Victime de violences, il veut réveiller les consciences


Keyshau raconte dans cette lettre les fléaux que l'on retrouve dans le milieu scolaire. Une lettre qu'il enverra aux différentes autorités du Pays et de l'État.
PAPEETE, le 30/11/2016 - À 14 ans, Keyshau dénonce les différents fléaux auxquels sont confrontés les jeunes dans le milieu scolaire. Il a décidé de mettre son histoire dans un courrier qu'il adressera prochainement aux différentes autorités du Pays et de l'État. Son objectif est de réveiller les consciences et de faire cesser ces "perturbations".

La drogue, les violences ou encore l'alcool... beaucoup de méfaits auxquels sont confrontés les jeunes. Et le plus inquiétant est lorsqu'un jeune se sent pris au piège. En parler pourrait soigner plusieurs maux, mais encore faut-il avoir le courage de passer le cap. Keyshau, un adolescent de 14 ans a préféré raconter son histoire dans une lettre qu'il adressera prochainement aux différentes autorités du Pays et de l'État, aux chefs d'établissements scolaires, aux parents...

"J'ai subi et traversé ma carrière scolaire dans le désert du stress et avec tous les comportements de violences gratuites, tant sur le plan moral, psychologique et verbal ; soit du quartier, au magasin et plus particulièrement, dans les environs des établissements scolaires."

Victime de violences, Keyshau veut interpeller les hautes instances du Pays sur les difficultés que rencontrent certains élèves ou collégiens. "Ces environnements scolaires sont des lieux où l'alcool et la drogue circulent librement," à la vue de tous, "soit à la rentrée ou à la sortie des écoles", raconte-t-il.

"Une fois quand je suis allé le récupérer à l'école, j'ai vu des jeunes à l'extérieur du collège en train de boire de la vodka et je voyais la bouteille qui passait de main en main. J'ai prévenu le personnel du collège, et ils m'ont dit que tout ce qui venait de l'extérieur n'était pas leur problème. Le paka c'est pareil, ça circule en dehors de l'école. Quand il a été agressé par un jeune, c'était pareil, on nous a dit que ça s'est fait à l'extérieur, ce n'est pas notre problème", se souvient Robert, son père.

"On m'a proposé de la drogue plusieurs fois", se rappelle Keyshau. "Il y a deux ans, plusieurs jeunes m'ont agressé, et j'étais obligé d'aller par la plage.

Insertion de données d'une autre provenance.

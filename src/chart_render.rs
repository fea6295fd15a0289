//! Optional PNG rendering of the scatter and bar chart data (plotters bitmap).

use color_eyre::eyre::eyre;
use color_eyre::Result;
use plotters::prelude::*;
use std::path::Path;

use crate::chart_data::{RateColumn, ScatterSeries};
use crate::COL_EMBRYO_COUNT;

const PALETTE: [RGBColor; 7] = [
    CYAN,
    MAGENTA,
    GREEN,
    YELLOW,
    BLUE,
    RED,
    RGBColor(128, 255, 255),
];

fn bounds(values: impl Iterator<Item = f64>) -> Option<(f64, f64)> {
    let mut min = f64::INFINITY;
    let mut max = f64::NEG_INFINITY;
    for v in values {
        min = min.min(v);
        max = max.max(v);
    }
    if min.is_finite() && max.is_finite() {
        // Pad a degenerate range so the axis still has extent.
        if min == max {
            Some((min - 1.0, max + 1.0))
        } else {
            Some((min, max))
        }
    } else {
        None
    }
}

/// Write the embryo-count vs rate scatter to a PNG, one color per hospital.
pub fn write_scatter_png(path: &Path, series: &[ScatterSeries], rate: RateColumn) -> Result<()> {
    if series.iter().all(|s| s.points.is_empty()) {
        return Err(eyre!("No chart data to render"));
    }

    let (x_min, x_max) = bounds(
        series
            .iter()
            .flat_map(|s| s.points.iter().map(|p| p.embryo_count)),
    )
    .ok_or_else(|| eyre!("No chart data to render"))?;
    let (y_min, y_max) = bounds(series.iter().flat_map(|s| s.points.iter().map(|p| p.rate)))
        .ok_or_else(|| eyre!("No chart data to render"))?;

    let root = BitMapBackend::new(path, (640, 480)).into_drawing_area();
    root.fill(&WHITE)?;

    let mut chart = ChartBuilder::on(&root)
        .margin(30)
        .x_label_area_size(40)
        .y_label_area_size(50)
        .build_cartesian_2d(x_min..x_max, y_min..y_max)?;

    chart
        .configure_mesh()
        .x_desc(COL_EMBRYO_COUNT)
        .y_desc(rate.as_str())
        .draw()?;

    for (idx, s) in series.iter().enumerate() {
        if s.points.is_empty() {
            continue;
        }
        let color = PALETTE[idx % PALETTE.len()];
        chart
            .draw_series(PointSeries::of_element(
                s.points.iter().map(|p| (p.embryo_count, p.rate)),
                3,
                color,
                &|c, size, _| EmptyElement::at(c) + Circle::new((0, 0), size, color.filled()),
            ))?
            .label(s.hospital.as_str())
            .legend(move |(x, y)| Circle::new((x + 10, y), 3, color.filled()));
    }

    chart
        .configure_series_labels()
        .background_style(WHITE.mix(0.8))
        .border_style(BLACK)
        .draw()?;

    root.present()?;
    Ok(())
}

/// Write the mean-rate-per-hospital bar chart to a PNG. Hospitals index the
/// x axis; labels come from the bar names.
pub fn write_bar_png(path: &Path, bars: &[(String, f64)], rate: RateColumn) -> Result<()> {
    let finite: Vec<&(String, f64)> = bars.iter().filter(|(_, v)| v.is_finite()).collect();
    if finite.is_empty() {
        return Err(eyre!("No chart data to render"));
    }

    let y_max = finite.iter().map(|(_, v)| *v).fold(0.0f64, f64::max);
    let y_max = if y_max > 0.0 { y_max * 1.1 } else { 1.0 };
    let names: Vec<String> = finite.iter().map(|(name, _)| name.clone()).collect();

    let root = BitMapBackend::new(path, (640, 480)).into_drawing_area();
    root.fill(&WHITE)?;

    let mut chart = ChartBuilder::on(&root)
        .margin(30)
        .x_label_area_size(40)
        .y_label_area_size(50)
        .build_cartesian_2d(-0.5f64..(finite.len() as f64 - 0.5), 0.0f64..y_max)?;

    chart
        .configure_mesh()
        .x_labels(finite.len())
        .x_label_formatter(&|x| {
            let idx = x.round() as isize;
            if idx >= 0 && (idx as usize) < names.len() {
                names[idx as usize].clone()
            } else {
                String::new()
            }
        })
        .x_desc("Hospital")
        .y_desc(rate.as_str())
        .draw()?;

    chart.draw_series(finite.iter().enumerate().map(|(i, (_, v))| {
        let x = i as f64;
        Rectangle::new([(x - 0.3, 0.0), (x + 0.3, *v)], PALETTE[0].filled())
    }))?;

    root.present()?;
    Ok(())
}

Du coup, je ne suis pas allé à l'école. Quand c'est dans le collège, c'est le surveillant qui intervient. Mais quand c'est dehors, personne ne nous aide."

Aujourd'hui, l'adolescent veut se battre pour en finir avec tout cela. "J'ai envie de réussir dans ma vie et de me relever la tête haute."

Depuis ses mésaventures, Keyshau et sa famille ont changé de résidence. Mais depuis un an, Keyshau attend de reprendre le chemin de l'école. "Ils n'ont plus de place au collège de Punaauia, et jusqu'à aujourd'hui, nous attendons une place", explique son père. Du côté de la direction du collège de Punaauia, on assure qu'une rencontre a bien eu lieu avec le père et l'enfant. "C'est faux de dire qu'il n'y a plus de places dans notre établissement. Nous les avons rencontrés et nous avons remis un dossier d'inscription au père, mais il n'est jamais revenu', explique Valérie Dupre-Micouleau, principale du collège de Punaauia.

L'adolescent pourrait intégrer un collège ou lycée agricole situé à Taravao ou à Moorea. Un milieu qui devrait l'intéresser puisqu'il veut travailler avec la nature. "Il travaille avec un professeur dans une serre de 2 000 m²", raconte Robert. "Actuellement, nous sommes en train de préparer un terrain pour planter des pastèques, des potirons…", poursuit Keyshau.

Et justement, Keyshau et son père travaillent sur un produit qui pourrait révolutionner le monde agricole. "Ce sera un appareil qui fera du compost", avec différents déchets, "et qui pourra servir dans les milieux urbains. L'architecte va venir cette semaine, pour faire le dessin", décrit Robert.

Thierry Delmas
Chef du département de la vie des écoles et des établissements

"Si les actes de violence ont lieu aux abords de l'établissement, ça concerne l'école"


La violence en Polynésie française augmente-t-elle ou pas ?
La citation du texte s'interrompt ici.